2.3 Mathematical expressions of reflected or refracted rays

Similar to the incident ray vector, the reflected ray vector O ' R can be expressed as an algebraic expression (5) according to the coordinates of O(x, y, z) and R(x', y', z'), and can also be expressed as a pole. The coordinate expression ρ(θ, φ), the conversion relationship between the two can be obtained by the formula (6), and the formula (6) is brought into (5) to obtain the formula (7). If only the direction of the reflected or refracted light is considered, it is more convenient to use the unit vector R o to indicate the direction of the reflected or refracted ray. The mathematical expression (8) of the unit vector R ° can be obtained by the formula (7).

2.4 Mathematical expressions of normal vectors

The incident ray and the reflected ray are symmetric about the normal amount at any incident point on the free-form surface, and the incident ray satisfies the law of refraction between the incident point and the refracted ray and the normal vector, and therefore, any point normal vector N on the free-form surface It can be represented by the unit vector I° of the incident ray and the unit vector R° of the reflected ray. Figure 2-A shows the geometric relationship between the incident ray, the reflected ray and the normal vector, and the normal vector can be subtracted from the reflected ray unit vector. The incident light unit vector is obtained; Figures 2-B and 2-C show the geometric relationship between the incident ray, the refracted ray and the normal vector.
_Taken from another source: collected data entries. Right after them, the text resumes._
use std::io::Write;

use anyhow::{Context, Result};

use crate::graph::model::{Graph, NodeId};
use crate::matching::Matching;

/// Writer for the DIMACS edge-list format, the counterpart of
/// [`GraphLoader`](crate::graph::construction::GraphLoader).
///
/// Output is exactly one `p edge N K` header followed by K `e V W` lines
/// with 1-based endpoints. No comments, no trailing blank lines.
pub struct GraphWriter;

impl GraphWriter {
    /// Write a whole graph.
    pub fn write_graph<W: Write>(graph: &Graph, writer: &mut W) -> Result<()> {
        Self::write_edges(graph.num_nodes(), graph.edges(), writer)
    }

    /// Write a matching, one `e` line per matched pair.
    pub fn write_matching<W: Write>(matching: &Matching, writer: &mut W) -> Result<()> {
        Self::write_edges(matching.num_nodes, &matching.edges, writer)
    }

    pub fn graph_to_dimacs_string(graph: &Graph) -> Result<String> {
        let mut buf = Vec::new();
        Self::write_graph(graph, &mut buf)?;
        Ok(String::from_utf8(buf).expect("DIMACS output is ASCII"))
    }

    pub fn matching_to_dimacs_string(matching: &Matching) -> Result<String> {
        let mut buf = Vec::new();
        Self::write_matching(matching, &mut buf)?;
        Ok(String::from_utf8(buf).expect("DIMACS output is ASCII"))
    }

    fn write_edges<W: Write>(
        num_nodes: usize,
        edges: &[(NodeId, NodeId)],
        writer: &mut W,
    ) -> Result<()> {
        writeln!(writer, "p edge {} {}", num_nodes, edges.len())
            .context("write DIMACS header")?;
        for &(v, w) in edges {
            // Internal ids are 0-based, DIMACS is 1-based.
            writeln!(writer, "e {} {}", v + 1, w + 1).context("write DIMACS edge")?;
        }
        Ok(())
    }
}
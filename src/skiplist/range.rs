//! Диапазон по score: обе границы включаются, `min > max` — пустой
//! диапазон, который не содержит ни одного элемента.

use ordered_float::OrderedFloat;

/// Закрытый интервал `[min, max]` по score.
#[derive(Debug, Clone, Copy, PartialEq)]
pub struct ScoreRange {
    pub min: f64,
    pub max: f64,
}

impl ScoreRange {
    pub fn new(min: f64, max: f64) -> Self {
        Self { min, max }
    }

    /// Вырожденный диапазон (`min > max`) не содержит ничего.
    pub fn is_empty(&self) -> bool {
        OrderedFloat(self.min) > OrderedFloat(self.max)
    }

    /// `score >= min`.
    pub fn gte_min(&self, score: f64) -> bool {
        OrderedFloat(score) >= OrderedFloat(self.min)
    }

    /// `score <= max`.
    pub fn lte_max(&self, score: f64) -> bool {
        OrderedFloat(score) <= OrderedFloat(self.max)
    }

    /// Попадает ли score в диапазон.
    pub fn contains(&self, score: f64) -> bool {
        self.gte_min(score) && self.lte_max(score)
    }
}

impl From<(f64, f64)> for ScoreRange {
    fn from((min, max): (f64, f64)) -> Self {
        Self::new(min, max)
    }
}

#[cfg(test)]
mod tests {
    use super::*;

    #[test]
    fn test_inclusive_bounds() {
        let r = ScoreRange::new(1.0, 5.0);

        assert!(r.contains(1.0));
        assert!(r.contains(5.0));
        assert!(r.contains(3.0));
        assert!(!r.contains(0.999));
        assert!(!r.contains(5.001));
    }

    #[test]
    fn test_degenerate_range() {
        let r = ScoreRange::new(5.0, 1.0);

        assert!(r.is_empty());
        assert!(!r.contains(3.0));
    }

    #[test]
    fn test_single_point_range() {
        let r = ScoreRange::new(2.0, 2.0);

        assert!(!r.is_empty());
        assert!(r.contains(2.0));
        assert!(!r.contains(2.1));
    }
}
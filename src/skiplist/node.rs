//! Модель узла и арена пропускного списка.
//!
//! Узлы живут в арене (`Vec<Option<Node>>`) и адресуются стабильными
//! индексами вместо указателей: удаление узла — чистая операция над
//! данными, без висячих ссылок, а владение ареной единолично у списка.

/// Максимальный уровень пропускного списка.
pub const MAX_LEVEL: usize = 64;

/// Индекс узла в арене.
pub(crate) type NodeId = usize;

/// Ссылка вперёд: `None` — конец списка на данном уровне.
pub(crate) type Link = Option<NodeId>;

/// Индекс головного (dummy) узла; полезных данных не содержит.
pub(crate) const HEAD: NodeId = 0;

/// Слот уровня: ссылка на следующий узел этого уровня и span —
/// число шагов нулевого уровня до него.
#[derive(Debug, Clone, PartialEq, Eq)]
pub(crate) struct Level {
    pub forward: Link,
    pub span: usize,
}

impl Level {
    fn empty() -> Self {
        Self {
            forward: None,
            span: 0,
        }
    }
}

/// Узел пропускного списка: ключ (score, value), слоты уровней
/// и backward-ссылка нулевого уровня.
#[derive(Debug, Clone)]
pub(crate) struct Node {
    pub score: f64,
    pub value: String,
    pub levels: Vec<Level>,
    pub backward: Link,
}

impl Node {
    fn new(score: f64, value: String, height: usize) -> Self {
        Self {
            score,
            value,
            levels: vec![Level::empty(); height],
            backward: None,
        }
    }

    /// Головной узел: слоты всех `MAX_LEVEL` уровней, пустой ключ.
    fn head() -> Self {
        Self::new(0.0, String::new(), MAX_LEVEL)
    }

    /// Высота узла — число слотов уровней.
    pub fn height(&self) -> usize {
        self.levels.len()
    }
}

/// Арена узлов. Слот 0 навсегда занят головным узлом; освобождённые
/// слоты переиспользуются через free-список.
#[derive(Debug, Clone)]
pub(crate) struct NodeArena {
    slots: Vec<Option<Node>>,
    free: Vec<NodeId>,
}

impl NodeArena {
    pub fn new() -> Self {
        Self {
            slots: vec![Some(Node::head())],
            free: Vec::new(),
        }
    }

    pub fn get(&self, id: NodeId) -> &Node {
        self.slots[id].as_ref().expect("vacant node slot")
    }

    pub fn get_mut(&mut self, id: NodeId) -> &mut Node {
        self.slots[id].as_mut().expect("vacant node slot")
    }

    /// Размещает новый узел, переиспользуя свободный слот, если есть.
    pub fn alloc(&mut self, score: f64, value: String, height: usize) -> NodeId {
        let node = Node::new(score, value, height);

        match self.free.pop() {
            Some(id) => {
                self.slots[id] = Some(node);
                id
            }
            None => {
                self.slots.push(Some(node));
                self.slots.len() - 1
            }
        }
    }

    /// Освобождает слот узла; сам узел при этом уничтожается.
    pub fn release(&mut self, id: NodeId) {
        debug_assert_ne!(id, HEAD, "head node is never released");
        self.slots[id] = None;
        self.free.push(id);
    }

    /// Сбрасывает арену к пустому состоянию с чистым головным узлом.
    pub fn reset(&mut self) {
        self.slots.clear();
        self.slots.push(Some(Node::head()));
        self.free.clear();
    }
}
When the light enters the air from the glass, the normal vector is equal to the refracted ray unit vector to reduce the refractive index of the glass. The vector after n is subtracted from the incident ray unit vector; when the ray enters the glass from the air, the normal vector is equal to the refracted ray unit vector minus the incident ray unit vector to reduce the refractive index n times the glass.

Fig. 2 Relationship between normal vector and reflected light, refracted light and incident light

When not paying attention to the size of the normal vector and only paying attention to its direction, the above three cases can be uniformly represented by the formula (9). R n in the formula is the refractive index in the medium where the refracted (or reflected) ray is located, and I n is the incident ray. The refractive index in the medium.

2.5 mathematical expression of the cut vector

If there are two points ρ1( x1, y1 , z1 ) and ρ2 ( x2, y 2, z2) in the neighborhood σ of any point P on the surface of the reflection (or refraction), the light from the origin of the coordinate points to these two points The incident ray is represented by vectors I1 and I2, respectively, and its algebraic expressions are shown in equations (10) and (11). If the neighborhood is small enough, the difference between the two vectors I1 and I2 is the tangent vector T of the reflector surface, ie the tangent vector can be expressed by equation (12).

Bringing the formulas (10) and (11) into the formula (12) has the formula (13), where Δx, Δy, Δz represents the line between the two points in the neighborhood σ of the point P on the free-form surface at X, Y, Projection on the Z coordinate axis.

It is assumed that the free-form surface of the reflector is continuously guided in the domain of the definition. When σ → 0, Δx, Δy, Δz can be represented by the partial derivative of the point P on the surface of the reflector in the X, Y, and Z directions of each coordinate axis. Come out, there is a formula established.